==== INPUT RECORDS

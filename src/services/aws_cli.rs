//! AWS CLI execution.
//!
//! Checks talk to AWS exclusively through the installed `aws` binary so the
//! tool exercises exactly the credential chain an operator or CI job would.
//! The [`AwsCli`] trait is the seam the suite is tested through.

use crate::errors::{CheckError, CheckResult};
use async_trait::async_trait;
use std::{process::Stdio, time::Duration};
use tokio::process::Command;
use tracing::debug;

/// Captured result of a finished AWS CLI process.
#[derive(Debug, Clone, Default)]
pub struct CliOutput {
    pub exit_code: Option<i32>,
    pub success: bool,
    pub stdout: String,
    pub stderr: String,
}

impl CliOutput {
    #[cfg(test)]
    pub fn ok(stdout: impl Into<String>) -> Self {
        Self {
            exit_code: Some(0),
            success: true,
            stdout: stdout.into(),
            stderr: String::new(),
        }
    }

    #[cfg(test)]
    pub fn failed(exit_code: i32, stderr: impl Into<String>) -> Self {
        Self {
            exit_code: Some(exit_code),
            success: false,
            stdout: String::new(),
            stderr: stderr.into(),
        }
    }

    /// First non-blank stderr line, trimmed.
    pub fn stderr_summary(&self) -> String {
        self.stderr
            .lines()
            .map(str::trim)
            .find(|line| !line.is_empty())
            .unwrap_or_default()
            .to_string()
    }
}

/// Runs AWS CLI subcommands.
///
/// Returns `Err` only when no exit status could be obtained (spawn failure or
/// timeout). A non-zero exit is `Ok` with `success == false`.
#[async_trait]
pub trait AwsCli: Send + Sync {
    async fn run(&self, args: &[String]) -> CheckResult<CliOutput>;
}

/// [`AwsCli`] backed by a real subprocess.
#[derive(Debug, Clone)]
pub struct ProcessAwsCli {
    program: String,
    region: String,
    profile: Option<String>,
    timeout: Option<Duration>,
}

impl ProcessAwsCli {
    pub fn new(program: impl Into<String>, region: impl Into<String>) -> Self {
        Self {
            program: program.into(),
            region: region.into(),
            profile: None,
            timeout: None,
        }
    }

    pub fn with_profile(mut self, profile: Option<String>) -> Self {
        self.profile = profile;
        self
    }

    pub fn with_timeout(mut self, timeout: Option<Duration>) -> Self {
        self.timeout = timeout;
        self
    }

    /// Full argument vector including the global flags.
    fn full_args(&self, args: &[String]) -> Vec<String> {
        let mut full = args.to_vec();
        full.push("--region".into());
        full.push(self.region.clone());
        if let Some(profile) = &self.profile {
            full.push("--profile".into());
            full.push(profile.clone());
        }
        full
    }

    /// ARN of the principal the CLI is authenticated as.
    ///
    /// Informational only; never counted as a check.
    pub async fn caller_identity(&self) -> CheckResult<Option<String>> {
        let args: Vec<String> = ["sts", "get-caller-identity", "--query", "Arn", "--output", "text"]
            .into_iter()
            .map(String::from)
            .collect();
        let output = self.run(&args).await?;
        if output.success {
            Ok(Some(output.stdout.trim().to_string()))
        } else {
            Ok(None)
        }
    }
}

#[async_trait]
impl AwsCli for ProcessAwsCli {
    async fn run(&self, args: &[String]) -> CheckResult<CliOutput> {
        let full_args = self.full_args(args);
        debug!(program = %self.program, args = ?full_args, "spawning aws cli");

        let mut command = Command::new(&self.program);
        command
            .args(&full_args)
            .env("AWS_PAGER", "")
            .stdin(Stdio::null())
            .kill_on_drop(true);
        let child = command.output();

        let output = match self.timeout {
            Some(after) => match tokio::time::timeout(after, child).await {
                Ok(result) => result,
                Err(_) => return Err(CheckError::Timeout { after }),
            },
            None => child.await,
        }
        .map_err(|source| CheckError::Spawn {
            program: self.program.clone(),
            source,
        })?;

        Ok(CliOutput {
            exit_code: output.status.code(),
            success: output.status.success(),
            stdout: String::from_utf8_lossy(&output.stdout).into_owned(),
            stderr: String::from_utf8_lossy(&output.stderr).into_owned(),
        })
    }
}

========

> YOUR INSTRUCTIONS
Please retype exactly the line containing "Ok(Some(output.stdout.trim().to_string()))" and each line after it to the end of the records, and nothing more.

> FINISHED EXERCISE
            Ok(Some(output.stdout.trim().to_string()))
        } else {
            Ok(None)
        }
    }
}

#[async_trait]
impl AwsCli for ProcessAwsCli {
    async fn run(&self, args: &[String]) -> CheckResult<CliOutput> {
        let full_args = self.full_args(args);
        debug!(program = %self.program, args = ?full_args, "spawning aws cli");

        let mut command = Command::new(&self.program);
        command
            .args(&full_args)
            .env("AWS_PAGER", "")
            .stdin(Stdio::null())
            .kill_on_drop(true);
        let child = command.output();

        let output = match self.timeout {
            Some(after) => match tokio::time::timeout(after, child).await {
                Ok(result) => result,
                Err(_) => return Err(CheckError::Timeout { after }),
            },
            None => child.await,
        }
        .map_err(|source| CheckError::Spawn {
            program: self.program.clone(),
            source,
        })?;

        Ok(CliOutput {
            exit_code: output.status.code(),
            success: output.status.success(),
            stdout: String::from_utf8_lossy(&output.stdout).into_owned(),
            stderr: String::from_utf8_lossy(&output.stderr).into_owned(),
        })
    }
}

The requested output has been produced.